The (Temporary) Merchant Acquirer Disadvantage
At least for now, the more traditional merchant acquirers are at a disadvantage when it comes to Instant Deposits, according to Edwards. “So many of these more traditional acquirers have no real interaction with their merchants,” he said, noting that the business may have been signed up by an independent sales organization (ISO).

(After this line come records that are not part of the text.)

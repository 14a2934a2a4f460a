// Copyright (C) 2025 SyncMyOrders Sp. z o.o.
// SPDX-License-Identifier: AGPL-3.0-or-later
//! Control plane facade.
//!
//! [`ControlPlane`] exposes every operation a caller (the CLI, a test, or a
//! request layer) needs, one method each. Every method takes a
//! [`CancellationToken`] that is raced against each blocking call.
//!
//! ```rust,ignore
//! use netpart_control::{Config, ControlPlane};
//! use tokio_util::sync::CancellationToken;
//!
//! let cancel = CancellationToken::new();
//! let cp = ControlPlane::connect(Config::from_env()?, &cancel).await?;
//!
//! let db1 = cp.create_instance("db1", None, &cancel).await?;
//! let db2 = cp.create_instance("db2", None, &cancel).await?;
//! cp.connect_instances(&db1, &db2, &cancel).await?;
//! cp.setup_primary(&db1, &cancel).await?;
//! cp.setup_standby(&db2, &db1, &cancel).await?;
//! ```

use std::sync::Arc;

use tokio_util::sync::CancellationToken;
use tracing::info;

use crate::config::Config;
use crate::error::Result;
use crate::instance::Instance;
use crate::kv::{KvProbe, KvRecord};
use crate::lifecycle::LifecycleManager;
use crate::locks::InstanceLocks;
use crate::naming;
use crate::registry::InstanceRegistry;
use crate::replication::{ReplicationController, ReplicationData};
use crate::retry::cancellable;
use crate::runtime::{ContainerRuntime, DockerCli, wait_for_runtime};
use crate::sql::SqlEndpoint;
use crate::topology::TopologyController;

/// Builder for creating a [`ControlPlane`].
#[derive(Default)]
pub struct ControlPlaneBuilder {
    config: Option<Config>,
    runtime: Option<Arc<dyn ContainerRuntime>>,
}

impl ControlPlaneBuilder {
    /// Create a new builder with default settings.
    pub fn new() -> Self {
        Self::default()
    }

    /// Set the configuration.
    ///
    /// Default: [`Config::default()`]
    pub fn config(mut self, config: Config) -> Self {
        self.config = Some(config);
        self
    }

    /// Set the container runtime.
    ///
    /// Default: [`DockerCli`] built from the configuration.
    pub fn runtime(mut self, runtime: Arc<dyn ContainerRuntime>) -> Self {
        self.runtime = Some(runtime);
        self
    }

    /// Build the control plane. Does not contact the runtime.
    pub fn build(self) -> ControlPlane {
        let config = self.config.unwrap_or_default();
        let runtime = self
            .runtime
            .unwrap_or_else(|| Arc::new(DockerCli::from_config(&config)));
        ControlPlane::assemble(config, runtime)
    }
}

/// Entry point for every instance, topology, replication and KV operation.
#[derive(Clone)]
pub struct ControlPlane {
    config: Config,
    runtime: Arc<dyn ContainerRuntime>,
    registry: InstanceRegistry,
    lifecycle: LifecycleManager,
    topology: TopologyController,
    replication: ReplicationController,
    kv: KvProbe,
    locks: InstanceLocks,
}

impl ControlPlane {
    /// Create a builder.
    pub fn builder() -> ControlPlaneBuilder {
        ControlPlaneBuilder::new()
    }

    fn assemble(config: Config, runtime: Arc<dyn ContainerRuntime>) -> Self {
        let sql = SqlEndpoint::new(config.sql.clone(), config.retry);
        Self {
            registry: InstanceRegistry::new(runtime.clone()),
            lifecycle: LifecycleManager::new(runtime.clone(), config.sql.clone()),
            topology: TopologyController::new(runtime.clone()),
            replication: ReplicationController::new(sql.clone()),
            kv: KvProbe::new(sql),
            locks: InstanceLocks::new(),
            runtime,
            config,
        }
    }

    /// Build a Docker-backed control plane and wait until the runtime answers,
    /// bounded by the configured retry deadline.
    pub async fn connect(config: Config, cancel: &CancellationToken) -> Result<Self> {
        let plane = Self::builder().config(config).build();
        plane.wait_until_ready(cancel).await?;
        Ok(plane)
    }

    /// Wait for the runtime to answer a ping.
    pub async fn wait_until_ready(&self, cancel: &CancellationToken) -> Result<()> {
        wait_for_runtime(self.runtime.as_ref(), &self.config.retry, cancel).await
    }

    /// Image used when `create_instance` is given none.
    pub fn default_image(&self) -> &str {
        &self.config.default_image
    }

    /// Active configuration.
    pub fn config(&self) -> &Config {
        &self.config
    }

    /// Provision an instance and create its KV schema.
    ///
    /// `name` may be bare (`db1`) or already carry the `netpart-` prefix
    /// (`netpart-db1`); both create `netpart-db1`. The prefix is never
    /// applied twice.
    pub async fn create_instance(
        &self,
        name: &str,
        image: Option<&str>,
        cancel: &CancellationToken,
    ) -> Result<Instance> {
        let owned = naming::resolve_name(name)?;
        let image = image.unwrap_or(&self.config.default_image);
        let _guard = self.locks.lock(&owned).await;

        let instance = self.lifecycle.provision(&owned, image, cancel).await?;
        self.replication.bootstrap(&instance, cancel).await?;
        info!(name = %instance.name, port = instance.port, "Instance created");
        Ok(instance)
    }

    /// All instances, sorted by name.
    pub async fn list_instances(&self, cancel: &CancellationToken) -> Result<Vec<Instance>> {
        cancellable(cancel, self.registry.list()).await?
    }

    /// One instance by bare or prefixed name.
    pub async fn get_instance(&self, name: &str, cancel: &CancellationToken) -> Result<Instance> {
        let owned = naming::resolve_name(name)?;
        cancellable(cancel, self.registry.get(&owned)).await?
    }

    /// Remove an instance's container and network.
    pub async fn kill_instance(&self, instance: &Instance, cancel: &CancellationToken) -> Result<()> {
        let guard = self.locks.lock(&instance.name).await;
        let result = self.lifecycle.kill(instance, cancel).await;
        drop(guard);
        self.locks.prune().await;
        result
    }

    /// Remove every owned container, then every owned network.
    pub async fn cleanup_all(&self, cancel: &CancellationToken) -> Result<()> {
        let result = self.lifecycle.cleanup_all(cancel).await;
        self.locks.prune().await;
        result
    }

    /// Connect two instances.
    pub async fn connect_instances(
        &self,
        a: &Instance,
        b: &Instance,
        cancel: &CancellationToken,
    ) -> Result<()> {
        let _guard = self.locks.lock_pair(&a.name, &b.name).await;
        self.topology.connect(a, b, cancel).await
    }

    /// Disconnect two instances.
    pub async fn disconnect_instances(
        &self,
        a: &Instance,
        b: &Instance,
        cancel: &CancellationToken,
    ) -> Result<()> {
        let _guard = self.locks.lock_pair(&a.name, &b.name).await;
        self.topology.disconnect(a, b, cancel).await
    }

    /// Whether two instances are connected.
    pub async fn get_connection(
        &self,
        a: &Instance,
        b: &Instance,
        cancel: &CancellationToken,
    ) -> Result<bool> {
        let _guard = self.locks.lock_pair(&a.name, &b.name).await;
        self.topology.get_connection(a, b, cancel).await
    }

    /// Make an instance a primary.
    pub async fn setup_primary(&self, instance: &Instance, cancel: &CancellationToken) -> Result<()> {
        let _guard = self.locks.lock(&instance.name).await;
        self.replication.setup_primary(instance, cancel).await
    }

    /// Make `instance` a standby of `primary`.
    pub async fn setup_standby(
        &self,
        instance: &Instance,
        primary: &Instance,
        cancel: &CancellationToken,
    ) -> Result<()> {
        let _guard = self.locks.lock_pair(&instance.name, &primary.name).await;
        self.replication.setup_standby(instance, primary, cancel).await
    }

    /// Re-enable a standby's subscription.
    pub async fn restart_standby(&self, instance: &Instance, cancel: &CancellationToken) -> Result<()> {
        let _guard = self.locks.lock(&instance.name).await;
        self.replication.restart_standby(instance, cancel).await
    }

    /// Replication status of an instance.
    pub async fn get_replication_data(
        &self,
        instance: &Instance,
        cancel: &CancellationToken,
    ) -> Result<ReplicationData> {
        self.replication.replication_data(instance, cancel).await
    }

    /// Upsert a KV record.
    pub async fn put(
        &self,
        instance: &Instance,
        key: &str,
        value: &str,
        cancel: &CancellationToken,
    ) -> Result<()> {
        self.kv.put(instance, key, value, cancel).await
    }

    /// All KV records, sorted by key.
    pub async fn get(&self, instance: &Instance, cancel: &CancellationToken) -> Result<Vec<KvRecord>> {
        self.kv.get(instance, cancel).await
    }
}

The processing mechanics of these platforms, with cloud visibility into the sales behaviors of their merchants on a daily basis, make visibility about what’s happening in real time, even in the middle of the day. This real-time data visibility also allows for risk control, such as giving processors the ability to get their fees daily when funds are settled — limiting the risk that a fraudulent operator may forge receipts and make off with the cash paid out on fictitious sales, or a business that simply fails and disappears. It’s a matter of “not letting the horses out of the stables before you’ve counted them,” he said.
The more traditional merchant acquirers, Edwards explained, “[have] different layers of control … so this notion of instant or same-day settlement is more difficult to execute. It doesn’t mean it cannot be done, but there are challenges for them to overcome. Challenges that these players are, no doubt, devising strategies and new models to overcome.”
That creates, for now, Advantage FinTech — also a potential Achilles’ heel. As instant settlement moves to the new normal, the big question is how long it will remain a feature that commands a fee, and one that serves as a sticky competitive advantage. At that point, Edwards said, getting sales same day will become free, ultimately, and become table stakes.
The question then becomes whether instant settlement remains the sticky feature that attracts and keeps merchants. On that point, he added, it comes back to data. More of it, and a direct line of sight into it, builds the history and insights that power instant payouts for merchants. The fear of having to build that history and data trail over a period of months may just be enough to keep merchants from playing the field.